Directions for this task ::
If a line in the data has the string "join", please show it.

The data ::
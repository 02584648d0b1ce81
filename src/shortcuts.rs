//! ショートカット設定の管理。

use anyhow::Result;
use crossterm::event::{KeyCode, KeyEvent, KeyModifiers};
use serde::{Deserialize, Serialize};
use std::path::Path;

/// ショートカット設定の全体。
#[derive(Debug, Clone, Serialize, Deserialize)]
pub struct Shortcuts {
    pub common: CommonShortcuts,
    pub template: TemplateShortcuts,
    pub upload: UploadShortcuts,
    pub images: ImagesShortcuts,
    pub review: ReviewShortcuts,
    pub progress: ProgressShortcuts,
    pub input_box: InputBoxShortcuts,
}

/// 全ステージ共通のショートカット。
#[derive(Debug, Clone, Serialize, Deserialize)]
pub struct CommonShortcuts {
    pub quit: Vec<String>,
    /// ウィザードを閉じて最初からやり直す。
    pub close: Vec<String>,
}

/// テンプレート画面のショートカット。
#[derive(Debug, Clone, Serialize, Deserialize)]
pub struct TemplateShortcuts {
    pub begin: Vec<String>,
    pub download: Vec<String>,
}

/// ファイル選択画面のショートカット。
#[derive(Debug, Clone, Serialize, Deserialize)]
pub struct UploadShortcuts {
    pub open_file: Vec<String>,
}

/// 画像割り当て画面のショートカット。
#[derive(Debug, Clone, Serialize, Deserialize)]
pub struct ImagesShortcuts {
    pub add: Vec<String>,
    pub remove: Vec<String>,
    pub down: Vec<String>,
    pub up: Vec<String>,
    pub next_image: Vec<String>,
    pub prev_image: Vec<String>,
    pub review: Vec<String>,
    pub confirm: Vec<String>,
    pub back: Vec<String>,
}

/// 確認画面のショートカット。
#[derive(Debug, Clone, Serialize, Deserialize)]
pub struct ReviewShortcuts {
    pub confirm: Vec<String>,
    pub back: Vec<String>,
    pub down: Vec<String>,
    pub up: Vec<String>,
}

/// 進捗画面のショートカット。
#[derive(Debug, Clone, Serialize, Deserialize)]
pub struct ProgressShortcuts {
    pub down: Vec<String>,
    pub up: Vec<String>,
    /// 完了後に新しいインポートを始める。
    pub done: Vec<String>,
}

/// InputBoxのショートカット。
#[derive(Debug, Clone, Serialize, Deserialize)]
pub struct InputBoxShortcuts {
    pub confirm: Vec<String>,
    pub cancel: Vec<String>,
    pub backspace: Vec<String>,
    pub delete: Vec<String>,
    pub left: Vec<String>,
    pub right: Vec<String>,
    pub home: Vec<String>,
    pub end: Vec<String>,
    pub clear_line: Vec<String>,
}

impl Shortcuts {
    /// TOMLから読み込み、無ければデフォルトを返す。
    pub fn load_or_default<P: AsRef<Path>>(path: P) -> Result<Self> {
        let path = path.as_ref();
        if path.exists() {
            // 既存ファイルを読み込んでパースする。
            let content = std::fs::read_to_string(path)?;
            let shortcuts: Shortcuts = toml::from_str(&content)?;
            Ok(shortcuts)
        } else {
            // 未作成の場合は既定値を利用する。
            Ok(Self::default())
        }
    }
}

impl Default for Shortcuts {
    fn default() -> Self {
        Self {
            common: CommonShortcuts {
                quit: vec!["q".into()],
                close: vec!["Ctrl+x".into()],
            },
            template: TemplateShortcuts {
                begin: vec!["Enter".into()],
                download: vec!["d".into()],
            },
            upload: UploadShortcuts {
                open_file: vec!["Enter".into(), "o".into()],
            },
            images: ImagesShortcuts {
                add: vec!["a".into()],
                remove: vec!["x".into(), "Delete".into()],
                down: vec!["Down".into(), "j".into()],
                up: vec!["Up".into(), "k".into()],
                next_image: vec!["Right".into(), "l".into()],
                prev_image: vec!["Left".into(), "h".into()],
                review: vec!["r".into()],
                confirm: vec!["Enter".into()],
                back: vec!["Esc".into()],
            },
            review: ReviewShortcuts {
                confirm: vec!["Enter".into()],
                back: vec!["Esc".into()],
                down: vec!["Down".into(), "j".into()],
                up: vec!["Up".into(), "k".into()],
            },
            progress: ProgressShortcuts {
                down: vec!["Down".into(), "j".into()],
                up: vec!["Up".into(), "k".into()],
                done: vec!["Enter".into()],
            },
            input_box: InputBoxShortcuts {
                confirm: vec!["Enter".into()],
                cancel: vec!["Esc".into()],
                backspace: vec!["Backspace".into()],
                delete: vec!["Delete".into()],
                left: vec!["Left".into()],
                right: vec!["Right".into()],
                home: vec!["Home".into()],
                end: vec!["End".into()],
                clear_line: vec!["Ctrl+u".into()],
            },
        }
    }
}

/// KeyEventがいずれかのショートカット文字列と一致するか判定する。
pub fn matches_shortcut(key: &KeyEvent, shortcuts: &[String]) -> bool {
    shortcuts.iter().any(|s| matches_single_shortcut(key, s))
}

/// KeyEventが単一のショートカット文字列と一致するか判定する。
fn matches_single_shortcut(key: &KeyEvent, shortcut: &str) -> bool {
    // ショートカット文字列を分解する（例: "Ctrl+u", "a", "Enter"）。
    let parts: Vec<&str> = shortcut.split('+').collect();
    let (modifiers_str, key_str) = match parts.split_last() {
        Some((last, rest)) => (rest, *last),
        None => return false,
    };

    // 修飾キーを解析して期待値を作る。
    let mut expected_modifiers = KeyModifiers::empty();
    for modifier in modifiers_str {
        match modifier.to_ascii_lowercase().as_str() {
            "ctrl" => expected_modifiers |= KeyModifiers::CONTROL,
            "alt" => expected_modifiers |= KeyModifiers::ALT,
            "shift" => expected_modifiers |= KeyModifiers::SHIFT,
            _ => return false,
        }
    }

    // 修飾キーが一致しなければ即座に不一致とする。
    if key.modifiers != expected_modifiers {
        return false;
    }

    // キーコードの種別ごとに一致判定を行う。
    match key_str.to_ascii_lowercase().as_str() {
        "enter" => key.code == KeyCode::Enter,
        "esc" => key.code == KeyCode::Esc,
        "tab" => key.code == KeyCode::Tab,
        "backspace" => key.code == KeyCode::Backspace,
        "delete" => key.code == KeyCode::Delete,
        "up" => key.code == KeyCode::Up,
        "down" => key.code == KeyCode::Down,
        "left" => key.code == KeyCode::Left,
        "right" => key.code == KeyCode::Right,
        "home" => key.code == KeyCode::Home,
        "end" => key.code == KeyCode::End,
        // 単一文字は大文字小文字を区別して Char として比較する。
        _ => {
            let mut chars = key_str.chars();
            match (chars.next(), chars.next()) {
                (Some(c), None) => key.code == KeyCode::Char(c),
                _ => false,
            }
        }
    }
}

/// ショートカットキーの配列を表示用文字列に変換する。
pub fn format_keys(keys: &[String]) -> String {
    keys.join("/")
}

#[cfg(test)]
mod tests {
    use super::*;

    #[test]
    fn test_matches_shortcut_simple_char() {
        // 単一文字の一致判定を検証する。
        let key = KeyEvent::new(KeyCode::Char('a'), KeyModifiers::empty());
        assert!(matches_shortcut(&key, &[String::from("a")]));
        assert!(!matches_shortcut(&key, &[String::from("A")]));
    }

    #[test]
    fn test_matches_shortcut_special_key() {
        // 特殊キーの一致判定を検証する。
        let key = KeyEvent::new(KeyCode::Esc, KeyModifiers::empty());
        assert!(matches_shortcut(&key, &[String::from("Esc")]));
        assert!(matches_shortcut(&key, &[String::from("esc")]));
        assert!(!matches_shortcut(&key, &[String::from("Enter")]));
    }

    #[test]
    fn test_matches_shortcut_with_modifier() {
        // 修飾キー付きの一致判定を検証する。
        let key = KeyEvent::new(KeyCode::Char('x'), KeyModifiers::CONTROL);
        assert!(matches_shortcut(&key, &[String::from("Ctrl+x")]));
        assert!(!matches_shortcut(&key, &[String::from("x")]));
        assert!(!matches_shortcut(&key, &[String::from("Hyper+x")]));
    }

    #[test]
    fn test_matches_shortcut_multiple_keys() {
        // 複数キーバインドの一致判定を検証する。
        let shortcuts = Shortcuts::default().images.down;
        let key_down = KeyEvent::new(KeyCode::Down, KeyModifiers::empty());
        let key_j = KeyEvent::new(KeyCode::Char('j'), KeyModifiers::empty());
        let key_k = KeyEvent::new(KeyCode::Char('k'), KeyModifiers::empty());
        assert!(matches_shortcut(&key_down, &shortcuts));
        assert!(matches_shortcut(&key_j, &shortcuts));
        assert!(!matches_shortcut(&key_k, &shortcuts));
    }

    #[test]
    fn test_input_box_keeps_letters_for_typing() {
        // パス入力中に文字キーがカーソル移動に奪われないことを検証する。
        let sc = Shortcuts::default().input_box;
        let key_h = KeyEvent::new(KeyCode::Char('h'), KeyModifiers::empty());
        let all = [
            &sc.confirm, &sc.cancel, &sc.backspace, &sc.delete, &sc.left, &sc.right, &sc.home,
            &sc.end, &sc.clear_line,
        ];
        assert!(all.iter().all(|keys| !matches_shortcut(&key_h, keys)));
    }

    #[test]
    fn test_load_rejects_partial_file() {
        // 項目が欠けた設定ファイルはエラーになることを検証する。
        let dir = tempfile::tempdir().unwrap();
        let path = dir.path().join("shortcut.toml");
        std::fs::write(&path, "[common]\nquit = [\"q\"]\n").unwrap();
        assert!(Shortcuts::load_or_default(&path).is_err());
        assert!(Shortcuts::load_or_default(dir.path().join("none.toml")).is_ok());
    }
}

Finished exercise ::
    keys.join("/")
        let path = dir.path().join("shortcut.toml");
        assert!(Shortcuts::load_or_default(dir.path().join("none.toml")).is_ok());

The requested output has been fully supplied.